No, as emulation is technically illegal. You can still use GBA4iOS, iNDS, Provenance, Happy Chick/New Gamepad and some other emulators through Cydia Impactor on a computer (for a 1-week profile), paid yearly signing services such as the Build Store, or enterprise certificates (which get revoked erratically-there's no rhyme or reason to when they'll work or stop working) through sites such as iEmulators.com on iOS or through the Play store on Android.


----------



## Deleted User (Feb 24, 2017)

Shawnj said:


> No, as emulation is technically illegal. You can still use GBA4iOS, iNDS, Provenance, Happy Chick/New Gamepad and some other emulators through Cydia Impactor on a computer (for a 1-week profile), paid yearly signing services such as the Build Store, or enterprise certificates (which get revoked erratically-there's no rhyme or reason to when they'll work or stop working) through sites such as iEmulators.com on iOS or through the Play store on Android.


why name all those when retroarch is a thing?


----------



## Shawnj (Feb 24, 2017)

LiveLatios said:


> why name all those when retroarch is a thing?


Retroarch doesn't really run well on iOS, so...

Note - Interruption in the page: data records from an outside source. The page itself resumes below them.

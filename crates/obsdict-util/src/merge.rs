#![forbid(unsafe_code)]

//! Combine mappings and rename keys.

use std::hash::{BuildHasher, Hash};

use indexmap::IndexMap;
use tracing::debug;

/// Merge `maps` into one mapping. On a key conflict the **first-listed**
/// map wins.
///
/// Maps are applied last to first, so the result lists the last map's keys
/// first; a key keeps the position where it was first inserted.
///
/// ```
/// use indexmap::IndexMap;
/// use obsdict_util::merge_all;
///
/// let defaults = IndexMap::from([("color", "red"), ("size", "m")]);
/// let overrides = IndexMap::from([("color", "blue")]);
/// let merged = merge_all([overrides, defaults]);
/// assert_eq!(merged["color"], "blue");
/// assert_eq!(merged["size"], "m");
/// ```
pub fn merge_all<K, V, M, I>(maps: I) -> IndexMap<K, V>
where
    K: Eq + Hash,
    M: IntoIterator<Item = (K, V)>,
    I: IntoIterator<Item = M>,
    I::IntoIter: DoubleEndedIterator,
{
    let mut merged = IndexMap::new();
    for map in maps.into_iter().rev() {
        merged.extend(map);
    }
    merged
}

/// Copy `map`, replacing every key found in `renames` with its new name.
///
/// Keys without an entry in `renames` pass through unchanged. When two
/// entries end up under the same key, the one visited later supplies the
/// value and the earlier one keeps its position.
pub fn translate_keys<K, V, S>(
    map: impl IntoIterator<Item = (K, V)>,
    renames: &IndexMap<K, K, S>,
) -> IndexMap<K, V>
where
    K: Clone + Eq + Hash,
    S: BuildHasher,
{
    let mut renamed = 0usize;
    let translated: IndexMap<K, V> = map
        .into_iter()
        .map(|(key, value)| match renames.get(&key) {
            Some(new_key) => {
                renamed += 1;
                (new_key.clone(), value)
            }
            None => (key, value),
        })
        .collect();
    debug!(renamed, entries = translated.len(), "translated mapping keys");
    translated
}

#[cfg(test)]
mod tests {
    use super::*;
    use std::collections::HashMap;

    #[test]
    fn first_listed_wins() {
        let a = IndexMap::from([("k", 1), ("only_a", 10)]);
        let b = IndexMap::from([("k", 2), ("only_b", 20)]);
        let c = IndexMap::from([("k", 3)]);

        let merged = merge_all([a, b, c]);
        assert_eq!(merged["k"], 1);
        assert_eq!(merged["only_a"], 10);
        assert_eq!(merged["only_b"], 20);
        assert_eq!(merged.len(), 3);
    }

    #[test]
    fn merge_order_starts_from_last_map() {
        let a = vec![("a", 1)];
        let b = vec![("b", 2), ("a", 0)];
        let merged = merge_all([a, b]);
        let keys: Vec<&str> = merged.keys().copied().collect();
        assert_eq!(keys, ["b", "a"]);
        assert_eq!(merged["a"], 1);
    }

    #[test]
    fn merge_accepts_borrowed_maps() {
        let a: HashMap<&str, i32> = HashMap::from([("x", 1)]);
        let b: HashMap<&str, i32> = HashMap::from([("x", 2), ("y", 3)]);
        let merged = merge_all([&a, &b]);
        assert_eq!(merged[&"x"], &1);
        assert_eq!(merged[&"y"], &3);
    }

    #[test]
    fn merge_nothing_is_empty() {
        let merged: IndexMap<&str, i32> = merge_all(Vec::<Vec<(&str, i32)>>::new());
        assert!(merged.is_empty());
    }

    #[test]
    fn translate_renames_listed_keys() {
        let map = IndexMap::from([("fname", "Ada"), ("age", "36")]);
        let renames = IndexMap::from([("fname", "first_name")]);
        let translated = translate_keys(map, &renames);
        let keys: Vec<&str> = translated.keys().copied().collect();
        assert_eq!(keys, ["first_name", "age"]);
        assert_eq!(translated["first_name"], "Ada");
    }

    #[test]
    fn translate_collision_later_value_wins() {
        let map = IndexMap::from([("a", 1), ("b", 2)]);
        let renames = IndexMap::from([("a", "b")]);
        let translated = translate_keys(map, &renames);
        assert_eq!(translated.len(), 1);
        assert_eq!(translated["b"], 2);
    }
}
#![forbid(unsafe_code)]

//! Flatten a record's fields into a name -> value mapping.
//!
//! The record's shape comes from its `serde::Serialize` impl, usually
//! derived, so each type declares its field list statically. The result is
//! one level deep: nested structs, sequences and maps stay whole as a single
//! [`serde_json::Value`].
//!
//! # Failure Modes
//!
//! | Failure | Cause | Behavior |
//! |---------|-------|----------|
//! | Not a record | Input serializes to a scalar, sequence, or null | `PropertyError::NotARecord` |
//! | Serialize error | e.g. a map with non-string keys | `PropertyError::Serialize` |

use indexmap::IndexMap;
use serde::Serialize;
use serde_json::Value;
use thiserror::Error;

/// Field name -> field value, in field declaration order.
pub type PropertyMap = IndexMap<String, Value>;

/// Errors from [`property_values`].
#[derive(Debug, Error)]
pub enum PropertyError {
    /// The input does not serialize to a set of named fields.
    #[error("expected a record with named fields, found {kind}")]
    NotARecord { kind: &'static str },
    #[error("failed to serialize record: {0}")]
    Serialize(#[from] serde_json::Error),
}

/// Named fields of `record` and their values, in declaration order.
pub fn property_values<T>(record: &T) -> Result<PropertyMap, PropertyError>
where
    T: Serialize + ?Sized,
{
    match serde_json::to_value(record)? {
        Value::Object(fields) => Ok(fields.into_iter().collect()),
        other => Err(PropertyError::NotARecord {
            kind: value_kind(&other),
        }),
    }
}

fn value_kind(value: &Value) -> &'static str {
    match value {
        Value::Null => "null",
        Value::Bool(_) => "bool",
        Value::Number(_) => "number",
        Value::String(_) => "string",
        Value::Array(_) => "array",
        Value::Object(_) => "object",
    }
}
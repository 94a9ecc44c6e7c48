#![forbid(unsafe_code)]

//! Observable dictionary: a key-value mapping that publishes its changes.
//!
//! - [`ObservableDictionary`]: the source of truth. Publishes a [`Change`]
//!   (Add / Remove / Reset) and the new count on every structural mutation,
//!   and exposes live [`Keys`] / [`Values`] sequences.
//! - [`ReadOnlyObservableDictionary`]: a relay that shares the dictionary's
//!   storage and sequences and re-publishes its notifications unchanged.
//!   Mutation through it fails with [`DictionaryError::ReadOnly`].
//! - [`ObservableMapping`]: the surface both implement, and
//!   [`ObservableMap`], the tagged union over the two.
//! - [`Subscription`]: RAII guard that unsubscribes on drop.
//!
//! # Architecture
//!
//! Handles are `Rc`-based and single-threaded. Delivery is synchronous:
//! every subscriber has run before the mutating call returns. Subscribers are
//! held as `Weak` callbacks and pruned lazily during notification.
//!
//! # Invariants
//!
//! 1. `keys()[i]` and `values()[i]` describe the same entry.
//! 2. `count() == keys().len() == values().len()` before, after, and during
//!    every notification.
//! 3. Keys are unique; adding a present key publishes a removal first.
//! 4. Subscribers are notified in registration order: change subscribers,
//!    then count subscribers, then Keys and Values subscribers.
//!
//! ```
//! use obsdict::{ObservableDictionary, ObservableMapping};
//!
//! let dict: ObservableDictionary<&str, i32> = ObservableDictionary::new();
//! let view = dict.read_only();
//! let _sub = view.subscribe(|change| {
//!     println!("{:?}", change.action());
//! });
//!
//! dict.add("answer", 41);
//! dict.set("answer", 42);
//! assert_eq!(view.get("answer"), Ok(42));
//! assert_eq!(view.keys().to_vec(), ["answer"]);
//! ```

pub mod change;
mod channel;
pub mod dictionary;
pub mod error;
pub mod mapping;
pub mod sequence;
pub mod view;

pub use change::{Change, ChangeAction, SequenceChange};
pub use channel::Subscription;
pub use dictionary::{DictionaryConfig, ObservableDictionary};
pub use error::DictionaryError;
pub use mapping::{ObservableMap, ObservableMapping};
pub use sequence::{Keys, Values};
pub use view::ReadOnlyObservableDictionary;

Also, retroarch wouldn't really run very fast on iOS. the closest thing to retroarch which works well on iOS would be Happy Chick or New Gamepad, which have a bunch of emulators built in. Plus, each different console has a different button layout, which needs to be changed on a per-console/emulator basis.


----------



## Deleted User (Feb 24, 2017)

Shawnj said:


> Retroarch doesn't really run well on iOS, so...
> 
> Also, retroarch wouldn't really run very fast on iOS. the closest thing to retroarch which works well on iOS would be Happy Chick or New Gamepad, which have a bunch of emulators built in. Plus, each different console has a different button layout, which needs to be changed on a per-console/emulator basis.


ios is horrible anyway. and retroarch has a per-core configuration, if you set it up that way


----------



## FAST6191 (Feb 24, 2017)

Shawnj said:


> No, as emulation is technically illegal.


Since when? Some might not like it and if you are playing in their house they may block it by some means but that is far from illegal.


----------



## mikey420 (Feb 24, 2017)

Only way to play legally is to buy the actual cart dump it yourself and then play it on there. To download a rom is illegal regardless of weather you own it but you are allowed to dump and use the backup for your own needs.


----------



## lostboysteve (Feb 24, 2017)

mikey420 said:


> Only way to play legally is to buy the actual cart dump it yourself and then play it on there. To download a rom is illegal regardless of weather you own it but you are allowed to dump and use the backup for your own needs.




 Very true. Don't forget to have all the equipment setup in case the Nintendo police show up at your door. 


Sent from my iPhone using Tapatalk


----------



## FAST6191 (Feb 24, 2017)

mikey420 said:


> Only way to play legally is to buy the actual cart dump it yourself and then play it on there.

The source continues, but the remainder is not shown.